■ What the task requires ■
The answer must be an exact reproduction of the lines from the start of the records below through the line containing "pub struct MatchOptions", and nothing more.

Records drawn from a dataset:
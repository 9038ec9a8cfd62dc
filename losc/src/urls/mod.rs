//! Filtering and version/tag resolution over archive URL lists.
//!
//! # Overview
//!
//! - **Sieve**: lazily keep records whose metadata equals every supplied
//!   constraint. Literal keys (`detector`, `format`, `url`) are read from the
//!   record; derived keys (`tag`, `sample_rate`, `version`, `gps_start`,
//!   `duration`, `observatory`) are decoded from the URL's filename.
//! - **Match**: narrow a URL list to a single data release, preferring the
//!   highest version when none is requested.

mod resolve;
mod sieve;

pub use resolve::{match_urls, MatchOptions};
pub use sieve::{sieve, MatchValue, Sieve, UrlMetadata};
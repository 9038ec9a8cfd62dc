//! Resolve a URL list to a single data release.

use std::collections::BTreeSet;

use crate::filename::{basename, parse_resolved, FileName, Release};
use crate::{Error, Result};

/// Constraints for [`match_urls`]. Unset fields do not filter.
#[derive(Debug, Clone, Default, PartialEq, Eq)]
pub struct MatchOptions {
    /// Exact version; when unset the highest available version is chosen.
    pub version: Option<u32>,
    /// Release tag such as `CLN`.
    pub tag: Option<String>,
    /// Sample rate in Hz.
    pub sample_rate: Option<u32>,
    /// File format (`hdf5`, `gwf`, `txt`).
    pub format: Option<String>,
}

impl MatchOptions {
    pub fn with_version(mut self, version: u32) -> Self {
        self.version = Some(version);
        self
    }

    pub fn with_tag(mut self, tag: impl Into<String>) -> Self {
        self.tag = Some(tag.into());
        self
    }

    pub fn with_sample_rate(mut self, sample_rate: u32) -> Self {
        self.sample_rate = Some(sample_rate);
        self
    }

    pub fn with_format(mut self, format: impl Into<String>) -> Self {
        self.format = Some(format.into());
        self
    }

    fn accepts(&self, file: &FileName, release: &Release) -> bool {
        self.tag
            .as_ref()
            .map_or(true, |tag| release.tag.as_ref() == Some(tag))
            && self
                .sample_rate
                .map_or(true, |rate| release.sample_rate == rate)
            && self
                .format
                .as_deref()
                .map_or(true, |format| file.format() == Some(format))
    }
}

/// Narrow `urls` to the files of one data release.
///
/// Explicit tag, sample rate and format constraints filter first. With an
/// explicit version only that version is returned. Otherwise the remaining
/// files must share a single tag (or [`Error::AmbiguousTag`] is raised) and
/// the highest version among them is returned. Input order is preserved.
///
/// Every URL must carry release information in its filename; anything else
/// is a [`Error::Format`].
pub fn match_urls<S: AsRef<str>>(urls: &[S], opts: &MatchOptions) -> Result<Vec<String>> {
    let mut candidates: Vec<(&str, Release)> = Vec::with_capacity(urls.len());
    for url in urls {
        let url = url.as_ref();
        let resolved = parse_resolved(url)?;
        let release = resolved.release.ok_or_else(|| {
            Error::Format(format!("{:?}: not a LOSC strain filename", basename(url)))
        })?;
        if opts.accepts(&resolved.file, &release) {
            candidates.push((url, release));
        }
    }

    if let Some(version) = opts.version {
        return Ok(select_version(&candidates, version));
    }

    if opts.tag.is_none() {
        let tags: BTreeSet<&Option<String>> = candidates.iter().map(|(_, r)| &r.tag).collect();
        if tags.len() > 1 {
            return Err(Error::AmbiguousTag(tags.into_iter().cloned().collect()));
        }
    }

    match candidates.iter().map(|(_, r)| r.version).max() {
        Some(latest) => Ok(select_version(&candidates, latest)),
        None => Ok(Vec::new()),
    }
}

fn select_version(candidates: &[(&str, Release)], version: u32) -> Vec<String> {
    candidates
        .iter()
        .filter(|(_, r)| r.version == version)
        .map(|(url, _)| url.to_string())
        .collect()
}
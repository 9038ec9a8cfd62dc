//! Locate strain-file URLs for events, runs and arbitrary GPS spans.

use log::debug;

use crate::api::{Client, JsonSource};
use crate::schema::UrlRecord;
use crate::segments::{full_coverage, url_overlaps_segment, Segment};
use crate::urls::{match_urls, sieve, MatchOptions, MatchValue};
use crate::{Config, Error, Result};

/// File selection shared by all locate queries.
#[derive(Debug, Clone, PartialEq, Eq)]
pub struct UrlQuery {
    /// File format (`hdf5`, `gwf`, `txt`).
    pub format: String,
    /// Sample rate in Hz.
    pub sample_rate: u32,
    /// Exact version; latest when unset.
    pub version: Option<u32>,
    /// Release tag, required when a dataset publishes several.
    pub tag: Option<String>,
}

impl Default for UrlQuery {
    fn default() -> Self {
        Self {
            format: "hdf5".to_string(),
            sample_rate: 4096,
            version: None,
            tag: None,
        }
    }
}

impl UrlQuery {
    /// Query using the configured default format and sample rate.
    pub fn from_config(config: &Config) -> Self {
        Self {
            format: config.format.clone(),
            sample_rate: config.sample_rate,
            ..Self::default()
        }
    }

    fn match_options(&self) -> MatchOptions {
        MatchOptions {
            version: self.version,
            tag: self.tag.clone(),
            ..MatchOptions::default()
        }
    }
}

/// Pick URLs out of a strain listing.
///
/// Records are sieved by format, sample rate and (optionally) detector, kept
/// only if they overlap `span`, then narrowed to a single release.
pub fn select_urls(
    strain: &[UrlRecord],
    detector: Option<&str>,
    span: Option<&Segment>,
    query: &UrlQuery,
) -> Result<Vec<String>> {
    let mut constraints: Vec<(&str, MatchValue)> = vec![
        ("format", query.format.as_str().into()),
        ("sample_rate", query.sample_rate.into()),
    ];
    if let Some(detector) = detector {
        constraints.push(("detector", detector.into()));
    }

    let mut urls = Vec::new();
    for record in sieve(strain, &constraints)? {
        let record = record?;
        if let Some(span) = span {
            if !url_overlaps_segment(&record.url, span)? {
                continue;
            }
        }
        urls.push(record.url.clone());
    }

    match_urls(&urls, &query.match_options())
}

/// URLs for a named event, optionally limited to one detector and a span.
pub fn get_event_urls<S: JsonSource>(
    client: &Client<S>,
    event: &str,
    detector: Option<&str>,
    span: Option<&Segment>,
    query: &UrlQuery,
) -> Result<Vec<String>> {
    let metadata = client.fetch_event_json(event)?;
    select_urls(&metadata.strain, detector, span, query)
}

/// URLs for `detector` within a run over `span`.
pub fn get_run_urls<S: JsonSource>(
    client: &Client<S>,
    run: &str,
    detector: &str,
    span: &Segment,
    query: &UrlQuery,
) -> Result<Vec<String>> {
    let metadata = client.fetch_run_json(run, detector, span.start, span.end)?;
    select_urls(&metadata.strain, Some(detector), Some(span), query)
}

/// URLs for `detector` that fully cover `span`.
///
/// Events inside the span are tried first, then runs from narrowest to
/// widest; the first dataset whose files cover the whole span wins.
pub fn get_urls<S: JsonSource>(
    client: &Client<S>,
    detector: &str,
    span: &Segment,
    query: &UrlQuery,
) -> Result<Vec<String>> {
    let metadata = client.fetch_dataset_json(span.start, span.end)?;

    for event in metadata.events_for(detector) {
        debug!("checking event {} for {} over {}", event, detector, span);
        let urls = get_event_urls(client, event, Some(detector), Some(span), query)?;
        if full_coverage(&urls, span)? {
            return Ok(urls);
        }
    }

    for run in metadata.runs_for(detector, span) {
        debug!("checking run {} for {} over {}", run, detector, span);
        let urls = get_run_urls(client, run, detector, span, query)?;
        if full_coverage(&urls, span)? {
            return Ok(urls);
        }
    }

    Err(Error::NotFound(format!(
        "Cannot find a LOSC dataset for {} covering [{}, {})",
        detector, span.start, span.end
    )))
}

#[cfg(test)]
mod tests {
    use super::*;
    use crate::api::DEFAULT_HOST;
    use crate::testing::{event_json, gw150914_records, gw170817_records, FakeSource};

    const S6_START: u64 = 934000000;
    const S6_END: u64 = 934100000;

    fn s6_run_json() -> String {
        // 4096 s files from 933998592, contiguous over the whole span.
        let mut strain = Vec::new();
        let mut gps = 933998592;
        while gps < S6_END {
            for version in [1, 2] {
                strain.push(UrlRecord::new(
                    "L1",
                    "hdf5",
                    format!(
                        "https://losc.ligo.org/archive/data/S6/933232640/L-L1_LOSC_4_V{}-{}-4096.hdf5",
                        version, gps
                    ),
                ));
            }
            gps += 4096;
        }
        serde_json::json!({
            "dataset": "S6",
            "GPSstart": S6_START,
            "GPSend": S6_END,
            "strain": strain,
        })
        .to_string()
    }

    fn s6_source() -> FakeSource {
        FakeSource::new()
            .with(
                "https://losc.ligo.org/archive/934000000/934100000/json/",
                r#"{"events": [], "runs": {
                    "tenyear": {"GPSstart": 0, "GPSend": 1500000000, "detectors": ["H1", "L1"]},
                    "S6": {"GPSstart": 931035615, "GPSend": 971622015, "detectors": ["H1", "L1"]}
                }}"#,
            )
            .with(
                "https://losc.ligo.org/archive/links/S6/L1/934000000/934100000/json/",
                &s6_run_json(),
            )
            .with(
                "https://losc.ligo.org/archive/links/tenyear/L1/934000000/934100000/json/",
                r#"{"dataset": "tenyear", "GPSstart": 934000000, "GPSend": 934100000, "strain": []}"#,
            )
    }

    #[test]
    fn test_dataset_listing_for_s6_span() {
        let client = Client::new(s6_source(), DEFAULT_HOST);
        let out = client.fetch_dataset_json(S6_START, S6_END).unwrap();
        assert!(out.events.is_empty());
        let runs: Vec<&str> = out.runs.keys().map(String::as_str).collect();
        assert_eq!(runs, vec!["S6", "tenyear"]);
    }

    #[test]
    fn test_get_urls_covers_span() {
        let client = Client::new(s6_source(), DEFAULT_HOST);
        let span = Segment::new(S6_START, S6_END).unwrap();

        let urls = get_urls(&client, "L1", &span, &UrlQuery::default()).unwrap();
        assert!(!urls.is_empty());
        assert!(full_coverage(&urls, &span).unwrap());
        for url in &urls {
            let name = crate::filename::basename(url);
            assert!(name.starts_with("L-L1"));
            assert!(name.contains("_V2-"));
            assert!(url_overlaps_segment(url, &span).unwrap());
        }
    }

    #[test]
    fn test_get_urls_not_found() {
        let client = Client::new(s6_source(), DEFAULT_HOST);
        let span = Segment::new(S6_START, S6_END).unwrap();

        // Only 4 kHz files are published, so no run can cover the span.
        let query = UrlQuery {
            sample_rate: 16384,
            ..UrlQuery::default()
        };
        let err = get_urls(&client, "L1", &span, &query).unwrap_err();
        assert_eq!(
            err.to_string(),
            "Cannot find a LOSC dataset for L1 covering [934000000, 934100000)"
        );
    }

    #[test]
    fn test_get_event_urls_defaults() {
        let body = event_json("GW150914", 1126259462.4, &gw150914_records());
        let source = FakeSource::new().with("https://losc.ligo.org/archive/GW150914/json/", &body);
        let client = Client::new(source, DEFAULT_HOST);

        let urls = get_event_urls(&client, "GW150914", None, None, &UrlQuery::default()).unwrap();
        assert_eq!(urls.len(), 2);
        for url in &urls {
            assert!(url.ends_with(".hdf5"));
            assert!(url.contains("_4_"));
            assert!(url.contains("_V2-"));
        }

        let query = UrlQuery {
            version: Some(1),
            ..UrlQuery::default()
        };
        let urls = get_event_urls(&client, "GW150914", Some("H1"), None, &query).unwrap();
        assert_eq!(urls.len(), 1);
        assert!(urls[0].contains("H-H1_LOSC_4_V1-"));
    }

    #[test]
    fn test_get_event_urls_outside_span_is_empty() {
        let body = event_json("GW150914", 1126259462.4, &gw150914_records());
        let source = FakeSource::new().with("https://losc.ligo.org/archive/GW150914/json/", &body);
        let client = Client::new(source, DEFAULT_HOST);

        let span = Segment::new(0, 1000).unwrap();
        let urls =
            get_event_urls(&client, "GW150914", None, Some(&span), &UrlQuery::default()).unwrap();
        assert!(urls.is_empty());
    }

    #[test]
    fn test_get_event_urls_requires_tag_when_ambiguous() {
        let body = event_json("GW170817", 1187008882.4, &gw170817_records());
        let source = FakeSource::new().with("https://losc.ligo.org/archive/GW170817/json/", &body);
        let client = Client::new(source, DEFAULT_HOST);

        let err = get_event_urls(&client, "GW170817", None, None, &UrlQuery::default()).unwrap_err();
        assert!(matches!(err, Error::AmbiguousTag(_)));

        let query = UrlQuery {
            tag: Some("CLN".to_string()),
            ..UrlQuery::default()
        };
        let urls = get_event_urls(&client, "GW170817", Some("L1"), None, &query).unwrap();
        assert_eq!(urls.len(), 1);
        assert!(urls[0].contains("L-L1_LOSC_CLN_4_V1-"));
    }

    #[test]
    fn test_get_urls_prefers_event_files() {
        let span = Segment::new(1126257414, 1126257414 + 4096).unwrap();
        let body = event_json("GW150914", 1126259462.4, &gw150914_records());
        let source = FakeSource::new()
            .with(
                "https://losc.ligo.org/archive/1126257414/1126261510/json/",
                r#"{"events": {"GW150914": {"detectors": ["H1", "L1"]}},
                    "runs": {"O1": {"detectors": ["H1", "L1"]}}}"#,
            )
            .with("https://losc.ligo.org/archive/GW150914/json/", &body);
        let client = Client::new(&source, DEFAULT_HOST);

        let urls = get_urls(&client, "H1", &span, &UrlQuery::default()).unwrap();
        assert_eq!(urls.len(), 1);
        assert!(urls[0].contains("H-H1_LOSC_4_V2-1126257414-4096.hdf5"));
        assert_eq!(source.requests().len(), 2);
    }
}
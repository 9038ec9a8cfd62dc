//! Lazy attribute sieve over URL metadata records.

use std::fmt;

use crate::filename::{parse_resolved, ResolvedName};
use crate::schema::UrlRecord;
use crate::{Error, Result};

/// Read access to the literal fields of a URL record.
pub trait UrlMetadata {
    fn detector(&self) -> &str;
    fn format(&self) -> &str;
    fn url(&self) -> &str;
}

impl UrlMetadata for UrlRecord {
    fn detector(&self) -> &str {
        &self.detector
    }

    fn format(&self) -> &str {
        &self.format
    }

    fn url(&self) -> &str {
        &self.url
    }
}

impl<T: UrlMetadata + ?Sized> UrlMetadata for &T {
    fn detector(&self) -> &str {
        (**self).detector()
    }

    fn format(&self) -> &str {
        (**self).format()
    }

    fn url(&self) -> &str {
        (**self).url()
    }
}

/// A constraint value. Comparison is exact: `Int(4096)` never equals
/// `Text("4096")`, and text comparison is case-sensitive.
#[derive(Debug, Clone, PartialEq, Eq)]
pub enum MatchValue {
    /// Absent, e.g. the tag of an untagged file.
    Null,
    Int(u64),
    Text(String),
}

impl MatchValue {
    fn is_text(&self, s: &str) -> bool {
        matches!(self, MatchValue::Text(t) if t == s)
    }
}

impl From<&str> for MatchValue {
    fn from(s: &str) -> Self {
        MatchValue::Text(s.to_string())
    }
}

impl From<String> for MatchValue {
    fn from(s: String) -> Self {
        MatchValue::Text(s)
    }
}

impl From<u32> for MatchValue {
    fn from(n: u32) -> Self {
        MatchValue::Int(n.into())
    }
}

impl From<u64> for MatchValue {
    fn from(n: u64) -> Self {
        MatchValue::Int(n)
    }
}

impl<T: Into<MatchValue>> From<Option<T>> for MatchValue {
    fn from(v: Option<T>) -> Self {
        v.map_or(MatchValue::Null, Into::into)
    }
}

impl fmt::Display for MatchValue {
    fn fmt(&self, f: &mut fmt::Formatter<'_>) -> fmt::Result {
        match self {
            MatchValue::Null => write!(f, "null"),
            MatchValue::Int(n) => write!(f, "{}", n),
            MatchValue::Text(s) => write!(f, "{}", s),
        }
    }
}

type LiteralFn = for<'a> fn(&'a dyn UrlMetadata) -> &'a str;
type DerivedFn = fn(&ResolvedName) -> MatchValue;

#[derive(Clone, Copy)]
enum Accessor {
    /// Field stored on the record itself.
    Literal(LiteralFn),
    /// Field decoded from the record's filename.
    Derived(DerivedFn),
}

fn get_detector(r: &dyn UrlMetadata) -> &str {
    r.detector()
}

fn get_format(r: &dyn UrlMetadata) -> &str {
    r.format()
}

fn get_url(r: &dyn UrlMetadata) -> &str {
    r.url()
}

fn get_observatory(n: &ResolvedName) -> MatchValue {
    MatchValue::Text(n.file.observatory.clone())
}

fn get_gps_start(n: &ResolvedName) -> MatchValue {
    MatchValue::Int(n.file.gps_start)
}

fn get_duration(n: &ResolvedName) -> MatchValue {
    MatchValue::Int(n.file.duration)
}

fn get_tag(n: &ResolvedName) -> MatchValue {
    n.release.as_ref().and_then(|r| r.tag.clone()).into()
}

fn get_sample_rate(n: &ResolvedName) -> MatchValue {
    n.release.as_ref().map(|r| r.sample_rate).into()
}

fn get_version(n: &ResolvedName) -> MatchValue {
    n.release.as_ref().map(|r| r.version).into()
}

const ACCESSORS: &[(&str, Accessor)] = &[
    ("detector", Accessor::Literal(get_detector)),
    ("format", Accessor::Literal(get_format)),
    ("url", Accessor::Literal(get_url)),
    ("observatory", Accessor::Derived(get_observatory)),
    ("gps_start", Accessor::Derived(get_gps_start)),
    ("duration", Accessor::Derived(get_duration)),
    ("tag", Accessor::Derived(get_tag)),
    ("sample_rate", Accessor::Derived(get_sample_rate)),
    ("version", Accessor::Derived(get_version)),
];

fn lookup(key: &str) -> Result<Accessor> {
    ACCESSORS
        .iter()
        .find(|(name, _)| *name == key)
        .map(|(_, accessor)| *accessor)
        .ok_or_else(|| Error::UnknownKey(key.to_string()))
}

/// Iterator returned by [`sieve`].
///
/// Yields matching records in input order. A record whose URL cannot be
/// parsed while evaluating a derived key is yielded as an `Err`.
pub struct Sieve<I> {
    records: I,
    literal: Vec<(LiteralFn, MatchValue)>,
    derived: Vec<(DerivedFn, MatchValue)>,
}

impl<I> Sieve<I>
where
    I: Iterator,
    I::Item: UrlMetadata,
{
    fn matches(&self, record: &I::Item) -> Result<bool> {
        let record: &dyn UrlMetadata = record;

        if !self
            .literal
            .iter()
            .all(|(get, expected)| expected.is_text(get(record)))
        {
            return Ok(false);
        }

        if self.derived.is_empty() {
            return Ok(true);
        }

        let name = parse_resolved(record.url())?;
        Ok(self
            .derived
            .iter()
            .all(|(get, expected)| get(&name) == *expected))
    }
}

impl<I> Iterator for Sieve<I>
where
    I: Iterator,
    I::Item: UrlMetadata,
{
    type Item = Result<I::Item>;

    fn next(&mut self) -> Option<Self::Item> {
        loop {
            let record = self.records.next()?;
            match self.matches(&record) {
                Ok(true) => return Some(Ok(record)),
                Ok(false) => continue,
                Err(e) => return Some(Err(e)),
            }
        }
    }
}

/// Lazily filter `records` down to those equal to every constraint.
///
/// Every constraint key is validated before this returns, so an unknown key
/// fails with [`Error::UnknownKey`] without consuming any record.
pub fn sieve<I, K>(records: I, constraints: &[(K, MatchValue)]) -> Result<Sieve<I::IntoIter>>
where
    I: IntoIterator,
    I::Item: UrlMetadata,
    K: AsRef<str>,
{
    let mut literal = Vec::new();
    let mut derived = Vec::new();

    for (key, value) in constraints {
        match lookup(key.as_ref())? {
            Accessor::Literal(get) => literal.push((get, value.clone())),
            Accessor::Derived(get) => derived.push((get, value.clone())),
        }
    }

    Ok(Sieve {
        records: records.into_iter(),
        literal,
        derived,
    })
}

■ Your solution ■
repository 9038ec9a8cfd62dc
filename losc/src/urls/mod.rs
//! Filtering and version/tag resolution over archive URL lists.
//!
//! # Overview
//!
//! - **Sieve**: lazily keep records whose metadata equals every supplied
//!   constraint. Literal keys (`detector`, `format`, `url`) are read from the
//!   record; derived keys (`tag`, `sample_rate`, `version`, `gps_start`,
//!   `duration`, `observatory`) are decoded from the URL's filename.
//! - **Match**: narrow a URL list to a single data release, preferring the
//!   highest version when none is requested.

mod resolve;
mod sieve;

pub use resolve::{match_urls, MatchOptions};
pub use sieve::{sieve, MatchValue, Sieve, UrlMetadata};
repository 9038ec9a8cfd62dc
//! Resolve a URL list to a single data release.

use std::collections::BTreeSet;

use crate::filename::{basename, parse_resolved, FileName, Release};
use crate::{Error, Result};

/// Constraints for [`match_urls`]. Unset fields do not filter.
#[derive(Debug, Clone, Default, PartialEq, Eq)]
pub struct MatchOptions {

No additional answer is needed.